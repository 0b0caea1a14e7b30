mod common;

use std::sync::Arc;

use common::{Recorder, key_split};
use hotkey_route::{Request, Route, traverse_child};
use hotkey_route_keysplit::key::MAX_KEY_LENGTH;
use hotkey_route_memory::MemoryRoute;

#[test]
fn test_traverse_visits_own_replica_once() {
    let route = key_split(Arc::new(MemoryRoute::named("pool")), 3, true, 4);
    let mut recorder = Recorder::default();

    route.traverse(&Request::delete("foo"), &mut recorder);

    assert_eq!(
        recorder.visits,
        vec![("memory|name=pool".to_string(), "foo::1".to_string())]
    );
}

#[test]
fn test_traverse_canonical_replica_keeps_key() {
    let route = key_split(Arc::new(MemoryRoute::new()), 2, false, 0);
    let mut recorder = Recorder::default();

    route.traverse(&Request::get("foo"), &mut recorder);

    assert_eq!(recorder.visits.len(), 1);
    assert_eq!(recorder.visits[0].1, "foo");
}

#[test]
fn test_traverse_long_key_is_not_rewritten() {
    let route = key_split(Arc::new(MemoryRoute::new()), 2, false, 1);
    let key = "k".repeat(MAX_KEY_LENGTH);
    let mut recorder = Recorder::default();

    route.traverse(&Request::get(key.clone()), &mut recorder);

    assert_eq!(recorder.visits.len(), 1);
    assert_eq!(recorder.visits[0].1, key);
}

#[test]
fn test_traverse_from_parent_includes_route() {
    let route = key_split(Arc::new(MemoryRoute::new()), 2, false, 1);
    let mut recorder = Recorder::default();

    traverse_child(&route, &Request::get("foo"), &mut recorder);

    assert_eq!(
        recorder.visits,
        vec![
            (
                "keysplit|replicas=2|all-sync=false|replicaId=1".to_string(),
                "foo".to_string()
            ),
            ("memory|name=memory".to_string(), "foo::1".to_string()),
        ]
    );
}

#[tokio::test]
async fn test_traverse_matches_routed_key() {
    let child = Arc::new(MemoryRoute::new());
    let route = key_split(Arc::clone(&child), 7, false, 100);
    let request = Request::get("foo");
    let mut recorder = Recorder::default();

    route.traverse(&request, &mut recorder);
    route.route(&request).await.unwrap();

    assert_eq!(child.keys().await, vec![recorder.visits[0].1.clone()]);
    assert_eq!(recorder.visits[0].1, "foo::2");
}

=====

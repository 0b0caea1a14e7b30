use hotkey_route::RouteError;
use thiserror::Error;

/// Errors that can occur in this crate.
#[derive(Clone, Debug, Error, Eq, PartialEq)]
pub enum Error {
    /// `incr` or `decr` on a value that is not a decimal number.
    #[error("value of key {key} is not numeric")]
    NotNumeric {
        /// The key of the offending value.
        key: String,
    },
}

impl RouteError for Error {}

=====

◆ ASSIGNMENT ◆
In the entries above, find lines with "await" and copy each.

◆ RESPONSE AREA ◆
    route.route(&request).await.unwrap();
    assert_eq!(child.keys().await, vec![recorder.visits[0].1.clone()]);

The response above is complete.